Dias depois, ele próprio explicou que, quando uma situação o dominava, o seu semblante tornava-se sério. Mas logo enterrava essa seriedade atrás de um gesto sorridente e simpático, sem renunciar ao seu sentido de humor portenho. Numa simbiose única, ele é o Papa que pregou ao mesmo tempo a ternura e o inferno.
E a perplexidade continua: sair do Palácio Apostólico para a Casa Santa Marta, continuar a calçar os sapatos pretos e a cruz peitoral, os telefonemas a velhos e novos amigos, ou sair à rua para terminar as tarefas que o conclave tinha deixado por fazer.
A partir daí, as surpresas foram o tom constante do pontificado: a escolha do nome Francisco, o apelo a uma Igreja pobre e para os pobres, a missa em Lampedusa, as viagens aos lugares mais esquecidos do mapa... se tivéssemos de escolher um momento emblemático destes anos, seria sem dúvida a sua oração diante do Santíssimo Sacramento, a 27 de março de 2020, numa Praça de São Pedro vazia, quando a pandemia de SIDA-19 assolava um mundo chocado.
Fiel a si próprio
O destino do profeta nem sempre é fácil: a sua pregação impopular pode levar ao castigo, à expulsão ou - pior ainda - ao ostracismo. Mas a luz recebida do alto é tão forte que ele não tem outra escolha senão ser fiel a si mesmo. Esta fidelidade a si próprio foi uma constante ao longo da biografia de Francisco, quer em Buenos Aires, Córdova ou Roma. Os que ficaram surpreendidos foram aqueles que não o conheciam antes de ele atravessar o oceano. Do outro lado, respondiam, encolhendo os ombros: é o Bergoglio!

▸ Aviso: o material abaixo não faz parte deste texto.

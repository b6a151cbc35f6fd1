// Vireo
// Copyright (c) 2026 The Project Vireo Developers.
//
// This Source Code Form is subject to the terms of the Mozilla Public
// License, v. 2.0. If a copy of the MPL was not distributed with this
// file, You can obtain one at https://mozilla.org/MPL/2.0/.

//! Filter levels and filter thresholds.

use bitflags::bitflags;
use log::debug;

use vireo_core::util::clamp::clamp_i32;

use crate::common::{Plane, RefFrame, MAX_SEGMENTS, REF_FRAMES};
use crate::grid::BlockInfo;

use super::EdgeDir;

/// The largest filter level.
pub const MAX_LOOP_FILTER: u8 = 63;

/// The number of mode deltas.
pub const MAX_MODE_LF_DELTAS: usize = 2;

/// The number of segmentation features.
pub const SEG_LVL_MAX: usize = 8;

/// The default reference frame deltas, indexed by [`RefFrame`].
pub const DEFAULT_REF_DELTAS: [i8; REF_FRAMES] = [1, 0, 0, 0, -1, 0, -1, -1];

bitflags! {
    /// The segmentation features enabled for a segment.
    #[derive(Copy, Clone, Debug, Default, PartialEq, Eq)]
    pub struct SegFeatures: u8 {
        /// Alternative quantizer.
        const ALT_Q       = 1 << 0;
        /// Alternative luma vertical edge filter level.
        const ALT_LF_Y_V  = 1 << 1;
        /// Alternative luma horizontal edge filter level.
        const ALT_LF_Y_H  = 1 << 2;
        /// Alternative U plane filter level.
        const ALT_LF_U    = 1 << 3;
        /// Alternative V plane filter level.
        const ALT_LF_V    = 1 << 4;
        /// Fixed reference frame.
        const REF_FRAME   = 1 << 5;
        /// Skip residual.
        const SKIP        = 1 << 6;
        /// Global motion.
        const GLOBALMV    = 1 << 7;
    }
}

impl SegFeatures {
    /// The segmentation feature adjusting the filter level of a plane and edge direction.
    fn filter_level_feature(plane: Plane, dir: EdgeDir) -> SegFeatures {
        match (plane, dir) {
            (Plane::Y, EdgeDir::Vertical) => SegFeatures::ALT_LF_Y_V,
            (Plane::Y, EdgeDir::Horizontal) => SegFeatures::ALT_LF_Y_H,
            (Plane::U, _) => SegFeatures::ALT_LF_U,
            (Plane::V, _) => SegFeatures::ALT_LF_V,
        }
    }
}

/// Segmentation parameters of a frame.
#[derive(Clone, Debug, Default)]
pub struct SegmentationParams {
    pub enabled: bool,
    pub(super) features: [SegFeatures; MAX_SEGMENTS],
    pub(super) data: [[i16; SEG_LVL_MAX]; MAX_SEGMENTS],
}

impl SegmentationParams {
    /// Enables a single `feature` of `segment_id` with the value `data`.
    pub fn set_feature(&mut self, segment_id: usize, feature: SegFeatures, data: i16) {
        debug_assert!(feature.bits().count_ones() == 1);

        self.features[segment_id] |= feature;
        self.data[segment_id][feature.bits().trailing_zeros() as usize] = data;
    }

    /// Returns true if segmentation is enabled and `feature` is enabled for `segment_id`.
    #[inline(always)]
    pub fn feature_active(&self, segment_id: usize, feature: SegFeatures) -> bool {
        self.enabled && self.features[segment_id].contains(feature)
    }

    #[inline(always)]
    pub fn feature_data(&self, segment_id: usize, feature: SegFeatures) -> i16 {
        self.data[segment_id][feature.bits().trailing_zeros() as usize]
    }

    /// Applies the filter level adjustment of a segment.
    fn adjust_level(&self, segment_id: usize, plane: Plane, dir: EdgeDir, level: i32) -> i32 {
        let feature = SegFeatures::filter_level_feature(plane, dir);

        if self.feature_active(segment_id, feature) {
            clamp_level(level + i32::from(self.feature_data(segment_id, feature)))
        }
        else {
            level
        }
    }
}

/// Loop filter parameters of a frame.
#[derive(Clone, Debug)]
pub struct LoopFilterParams {
    /// Luma filter levels for vertical and horizontal edges.
    pub filter_level: [u8; 2],
    pub filter_level_u: u8,
    pub filter_level_v: u8,
    pub sharpness: u8,
    pub mode_ref_delta_enabled: bool,
    pub ref_deltas: [i8; REF_FRAMES],
    pub mode_deltas: [i8; MAX_MODE_LF_DELTAS],
    /// Blocks carry filter level deltas.
    pub delta_lf_present: bool,
    /// Blocks carry a filter level delta per plane and direction rather than a single delta.
    pub delta_lf_multi: bool,
}

impl Default for LoopFilterParams {
    fn default() -> Self {
        LoopFilterParams {
            filter_level: [0; 2],
            filter_level_u: 0,
            filter_level_v: 0,
            sharpness: 0,
            mode_ref_delta_enabled: true,
            ref_deltas: DEFAULT_REF_DELTAS,
            mode_deltas: [0; MAX_MODE_LF_DELTAS],
            delta_lf_present: false,
            delta_lf_multi: false,
        }
    }
}

impl LoopFilterParams {
    /// The frame filter level of a plane and edge direction.
    pub fn base_level(&self, plane: Plane, dir: EdgeDir) -> u8 {
        match plane {
            Plane::Y => self.filter_level[dir.index()],
            Plane::U => self.filter_level_u,
            Plane::V => self.filter_level_v,
        }
    }

    /// Returns true if the plane is filtered at all. Chroma is never filtered when luma is not.
    pub fn plane_enabled(&self, plane: Plane) -> bool {
        let luma = self.filter_level[0] != 0 || self.filter_level[1] != 0;

        match plane {
            Plane::Y => luma,
            Plane::U => luma && self.filter_level_u != 0,
            Plane::V => luma && self.filter_level_v != 0,
        }
    }
}

/// The thresholds of one filter level.
#[derive(Copy, Clone, Debug, Default, PartialEq, Eq)]
pub struct LoopFilterThresh {
    /// Edge limit across a block boundary.
    pub mblim: u8,
    /// Limit of the differences within each side of the edge.
    pub lim: u8,
    /// High edge variance threshold.
    pub hev_thr: u8,
}

fn sharpness_thresholds(sharpness: u8) -> [LoopFilterThresh; MAX_LOOP_FILTER as usize + 1] {
    let mut thresh = [LoopFilterThresh::default(); MAX_LOOP_FILTER as usize + 1];

    let shift = u32::from(sharpness > 0) + u32::from(sharpness > 4);

    for (lvl, t) in thresh.iter_mut().enumerate() {
        let lvl = lvl as u32;

        let mut limit = lvl >> shift;

        if sharpness > 0 {
            limit = limit.min(9 - u32::from(sharpness));
        }

        let limit = limit.max(1);

        t.lim = limit as u8;
        t.mblim = (2 * (lvl + 2) + limit) as u8;
        t.hev_thr = (lvl >> 4) as u8;
    }

    thresh
}

#[inline(always)]
fn clamp_level(level: i32) -> i32 {
    clamp_i32(level, 0, i32::from(MAX_LOOP_FILTER))
}

/// Level table indexed by plane, segment, direction, reference frame, and mode delta index.
type LevelTable = [[[[[u8; MAX_MODE_LF_DELTAS]; REF_FRAMES]; 2]; MAX_SEGMENTS]; 3];

/// `LoopFilterInfo` holds the filter thresholds and the per-frame filter level lookup table.
pub struct LoopFilterInfo {
    sharpness: u8,
    thresh: [LoopFilterThresh; MAX_LOOP_FILTER as usize + 1],
    lvl: Box<LevelTable>,
}

impl LoopFilterInfo {
    pub fn new(params: &LoopFilterParams) -> Self {
        LoopFilterInfo {
            sharpness: params.sharpness,
            thresh: sharpness_thresholds(params.sharpness),
            lvl: Box::new([[[[[0; MAX_MODE_LF_DELTAS]; REF_FRAMES]; 2]; MAX_SEGMENTS]; 3]),
        }
    }

    /// Gets the thresholds of a filter level.
    #[inline(always)]
    pub fn thresholds(&self, level: u8) -> &LoopFilterThresh {
        &self.thresh[usize::from(level.min(MAX_LOOP_FILTER))]
    }

    /// Rebuilds the filter level table for a new frame. The thresholds are recomputed when the
    /// sharpness changed.
    pub fn frame_init(&mut self, params: &LoopFilterParams, seg: &SegmentationParams) {
        if params.sharpness != self.sharpness {
            debug!("loop filter sharpness changed from {} to {}", self.sharpness, params.sharpness);

            self.sharpness = params.sharpness;
            self.thresh = sharpness_thresholds(params.sharpness);
        }

        for plane in Plane::ALL {
            let table = &mut self.lvl[plane.index()];

            if !params.plane_enabled(plane) {
                *table = [[[[0; MAX_MODE_LF_DELTAS]; REF_FRAMES]; 2]; MAX_SEGMENTS];
                continue;
            }

            for (segment_id, seg_table) in table.iter_mut().enumerate() {
                for dir in EdgeDir::ALL {
                    let base = i32::from(params.base_level(plane, dir));
                    let lvl_seg = seg.adjust_level(segment_id, plane, dir, base);

                    let dir_table = &mut seg_table[dir.index()];

                    if !params.mode_ref_delta_enabled {
                        *dir_table = [[lvl_seg as u8; MAX_MODE_LF_DELTAS]; REF_FRAMES];
                        continue;
                    }

                    let scale = 1 << (lvl_seg >> 5);

                    let intra = lvl_seg + i32::from(params.ref_deltas[0]) * scale;
                    dir_table[RefFrame::Intra.index()][0] = clamp_level(intra) as u8;

                    for rf in RefFrame::INTER {
                        for (mode, &mode_delta) in params.mode_deltas.iter().enumerate() {
                            let inter = lvl_seg
                                + i32::from(params.ref_deltas[rf.index()]) * scale
                                + i32::from(mode_delta) * scale;

                            dir_table[rf.index()][mode] = clamp_level(inter) as u8;
                        }
                    }
                }
            }
        }

        debug!(
            "loop filter levels: y=[{}, {}] u={} v={}",
            params.filter_level[0],
            params.filter_level[1],
            params.filter_level_u,
            params.filter_level_v
        );
    }

    /// Gets the filter level of a block for a plane and edge direction.
    pub fn filter_level(
        &self,
        params: &LoopFilterParams,
        seg: &SegmentationParams,
        block: &BlockInfo,
        plane: Plane,
        dir: EdgeDir,
    ) -> u8 {
        if !params.plane_enabled(plane) {
            return 0;
        }

        let segment_id = usize::from(block.segment_id) % MAX_SEGMENTS;
        let rf = block.ref_frame[0];
        let mode = block.mode.lf_mode_index();

        if !params.delta_lf_present {
            return self.lvl[plane.index()][segment_id][dir.index()][rf.index()][mode];
        }

        let delta = if params.delta_lf_multi {
            block.delta_lf[delta_lf_index(plane, dir)]
        }
        else {
            block.delta_lf_from_base
        };

        let base = i32::from(params.base_level(plane, dir));
        let mut lvl_seg = clamp_level(i32::from(delta) + base);

        lvl_seg = seg.adjust_level(segment_id, plane, dir, lvl_seg);

        if params.mode_ref_delta_enabled {
            let scale = 1 << (lvl_seg >> 5);

            lvl_seg += i32::from(params.ref_deltas[rf.index()]) * scale;

            if rf.is_inter() {
                lvl_seg += i32::from(params.mode_deltas[mode]) * scale;
            }

            lvl_seg = clamp_level(lvl_seg);
        }

        lvl_seg as u8
    }
}

/// The index of the per-block filter level delta of a plane and edge direction.
#[inline(always)]
fn delta_lf_index(plane: Plane, dir: EdgeDir) -> usize {
    match plane {
        Plane::Y => dir.index(),
        Plane::U => 2,
        Plane::V => 3,
    }
}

Há quem se tenha atrevido a corrigir abertamente este Papa. Sempre pensei que uma pessoa que se levanta de madrugada, todos os dias, para rezar durante duas horas diante do sacrário, antes de celebrar a missa, não pode cometer um erro. Pode agir de forma precipitada ou fora do protocolo, mas não pode cometer um erro.
Jorge Mario Bergoglio é piemontês de origem, argentino até à exaustão e - para seu desgosto - romano. Acompanhou a Igreja como os profetas acompanharam o resto de Israel no exílio. Foi à frente, convidando os cristãos a deixarem para trás o rosto de vinagre e a abrirem as portas do acolhimento.

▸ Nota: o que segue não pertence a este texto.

impl LoopFilterMask {
    fn new(mi_row: usize, mi_col: usize, rows: usize, cols: usize, ss: (usize, usize)) -> Self {
        LoopFilterMask {
            mi_row,
            mi_col,
            rows,
            cols,
            ss_x: ss.0,
            ss_y: ss.1,
            left_y: [UnitBits::EMPTY; 4],
            above_y: [UnitBits::EMPTY; 4],
            left_uv: [UnitBits::EMPTY; 4],
            above_uv: [UnitBits::EMPTY; 4],
            lfl_y: [[[0; 16]; 16]; 2],
            lfl_uv: [[[0; 16]; 16]; 2],
        }
    }

    /// Chroma units of the area inside the frame.
    #[inline(always)]
    pub fn uv_rows(&self) -> usize {
        (self.rows + self.ss_y) >> self.ss_y
    }

    #[inline(always)]
    pub fn uv_cols(&self) -> usize {
        (self.cols + self.ss_x) >> self.ss_x
    }

    /// Verifies that no unit edge is marked in more than one class.
    pub fn check_exclusive(&self) -> Result<()> {
        self.exclusivity().map_err(Error::from)
    }

    fn exclusivity(&self) -> std::result::Result<(), MaskError> {
        let planes = [
            ("luma", EdgeDir::Vertical, &self.left_y),
            ("luma", EdgeDir::Horizontal, &self.above_y),
            ("chroma", EdgeDir::Vertical, &self.left_uv),
            ("chroma", EdgeDir::Horizontal, &self.above_uv),
        ];

        for (plane, dir, classes) in planes {
            if let Some((a, b)) = first_overlap(classes) {
                return Err(MaskError::Overlap { plane, dir, a, b });
            }
        }

        Ok(())
    }

    /// Merges the 32x32 class into the 16x16 class and widens 4x4 edges on the 32x32 grid.
    fn merge_classes(&mut self) {
        let (c4, c8, c16, c32) = (0, 1, 2, 3);
        let (ss_x, ss_y) = (self.ss_x, self.ss_y);

        let edges = [
            (&mut self.left_y, LEFT_BORDER[0]),
            (&mut self.above_y, ABOVE_BORDER[0]),
            (&mut self.left_uv, LEFT_BORDER[ss_x]),
            (&mut self.above_uv, ABOVE_BORDER[ss_y]),
        ];

        for (classes, border) in edges {
            let c32_bits = classes[c32];
            classes[c16] |= c32_bits;
            classes[c32] = UnitBits::EMPTY;

            let widened = classes[c4] & border;
            classes[c8] |= widened;
            classes[c4] &= !border;
        }
    }

    /// Removes the edges along the left column of the area.
    fn clear_left_edge(&mut self) {
        for class in self.left_y.iter_mut().chain(self.left_uv.iter_mut()) {
            *class &= UnitBits([LEFT_EDGE_CLEAR; 4]);
        }
    }

    /// Removes the edges along the top row of the area.
    fn clear_above_edge(&mut self) {
        for class in self.above_y.iter_mut().chain(self.above_uv.iter_mut()) {
            class.0[0] &= ABOVE_EDGE_CLEAR;
        }
    }
}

Não hesitou em realizar a reforma da cúria que o seu antecessor tinha planeado, nem em tratar os casos de abuso, a chaga mais dolorosa do corpo da Igreja. Também não hesitou em aplicar medidas corretivas às jovens instituições que, como tantas vezes antes, depressa correram o risco de desvirtuar o carisma em busca de carreirismo e de conformidade com a norma.
Esta visão profética de que falei no início permitiu-lhe manter a lucidez, a abertura de espírito e a juventude até ao fim. Depois da sua partida, a barca de Pedro continua a sua viagem através do mar turbulento da história. Francisco não nos disse onde se encontra o porto seguro mais próximo, mas deixou-nos como luz o "...".esperança que não desilude".